Record the sound by cable into camera wherever possible. The quality of the recording on HDcam is higher than the DAT. If it is impractical to use a cable, use a radio link and record on dat as a backup. Make sure that the sound recordist provides or is provided with a loom or a snake. This is a group of cables formed into an umbilical. It is standard procedure in the UK on documentaries and enables fast connection of multiple audio signals. There should be backup looms. Ensure that the sound recordist has a return audio signal from the camera for live monitoring and replay. This is a high quality return signal available from a 5 pin xlr socket on the camera and should be faciliated into the snake or loom. If there is significant steady cam work ask the rental facility to provide a easy means of
attaching two radio mics to the camera.

If the the sound recordist is new to video, he should have a prep day or two with the camera in advance of the shoot. Consider having a vtr playback machine on site. This can be used to make transfers and can be used as a backup recorder if you are studio based. Then you may consider if you need a backup camera . Avtr can also be used to make a duplicate recording in a studio environment.
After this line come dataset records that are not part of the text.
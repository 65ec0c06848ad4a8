pub mod token;
pub mod verifier;

use axum::extract::FromRequestParts;
use axum::http::{HeaderMap, header, request::Parts};
use axum_extra::extract::cookie::CookieJar;
use serde::{Deserialize, Serialize};

use crate::error::AppError;
use crate::state::AppState;

/// Access role carried in the session claims.
#[derive(Debug, Clone, Copy, PartialEq, Eq, Serialize, Deserialize)]
#[serde(rename_all = "lowercase")]
pub enum Role {
    Student,
    Admin,
}

impl Role {
    pub fn from_db(role: &str) -> Self {
        if role == "admin" { Role::Admin } else { Role::Student }
    }
}

/// The caller's identity for the duration of one request, decoded from the
/// session token. Extraction fails with 401 when the token is missing,
/// expired or tampered with.
#[derive(Debug, Clone)]
pub struct SessionUser {
    pub email: String,
    pub name: String,
    pub role: Role,
}

impl SessionUser {
    pub fn is_admin(&self) -> bool {
        self.role == Role::Admin
    }

    /// Admin gate. Non-admins get the same 401 as anonymous callers, so
    /// admin routes reveal nothing about the target resource.
    pub fn require_admin(&self) -> Result<(), AppError> {
        if self.is_admin() {
            Ok(())
        } else {
            Err(AppError::Unauthorized)
        }
    }
}

impl FromRequestParts<AppState> for SessionUser {
    type Rejection = AppError;

    async fn from_request_parts(
        parts: &mut Parts,
        state: &AppState,
    ) -> Result<Self, Self::Rejection> {
        let token = bearer_token(&parts.headers)
            .or_else(|| {
                CookieJar::from_headers(&parts.headers)
                    .get(token::SESSION_COOKIE)
                    .map(|cookie| cookie.value().to_string())
            })
            .ok_or(AppError::Unauthorized)?;

        let claims = token::verify(&token, &state.config.session_secret)?;

        Ok(SessionUser {
            email: claims.sub,
            name: claims.name,
            role: claims.role,
        })
    }
}

fn bearer_token(headers: &HeaderMap) -> Option<String> {
    headers
        .get(header::AUTHORIZATION)?
        .to_str()
        .ok()?
        .strip_prefix("Bearer ")
        .map(|token| token.to_string())
}

/// Outcome of the shared authorization predicate for owned resources.
#[derive(Debug, Clone, Copy, PartialEq, Eq)]
pub enum Access {
    Allowed,
    Forbidden,
    Unauthenticated,
}

impl Access {
    /// Map to the uniform 401/403 outcome. Callers resolve missing rows to
    /// 404 before consulting ownership, so the three-way distinction stays
    /// consistent across handlers.
    pub fn require(self) -> Result<(), AppError> {
        match self {
            Access::Allowed => Ok(()),
            Access::Forbidden => Err(AppError::Forbidden),
            Access::Unauthenticated => Err(AppError::Unauthorized),
        }
    }
}

/// Single ownership-or-admin predicate used by every mutating handler.
pub fn can_mutate(session: Option<&SessionUser>, owner_email: &str) -> Access {
    match session {
        None => Access::Unauthenticated,
        Some(user) if user.email == owner_email || user.is_admin() => Access::Allowed,
        Some(_) => Access::Forbidden,
    }
}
The simple way of achieving this is to use a HDSDI adapter on the camera. The connection from camera to vtr is just one cable. Fiber optic links are becomming available that carry video audio camera control and talkback in one thin battle grade cable. Single system sound enables an editor to get to work immediately. In the case of low budget work this can be a very powerful means on focussing the budget on shooting only what is required. If he production has script, location or continuity problems a on- site editor can quickly edit a scene so a novice director or producer can judge if reshoot or changes to plans are viable. This is one of the many hidden benefits of shooting a low budget feature on HD. If you are shooting seperate sound and recording pictures at 24p or 23.98p there are
complicated issues regarding timecode. Seek eye to eye local advice.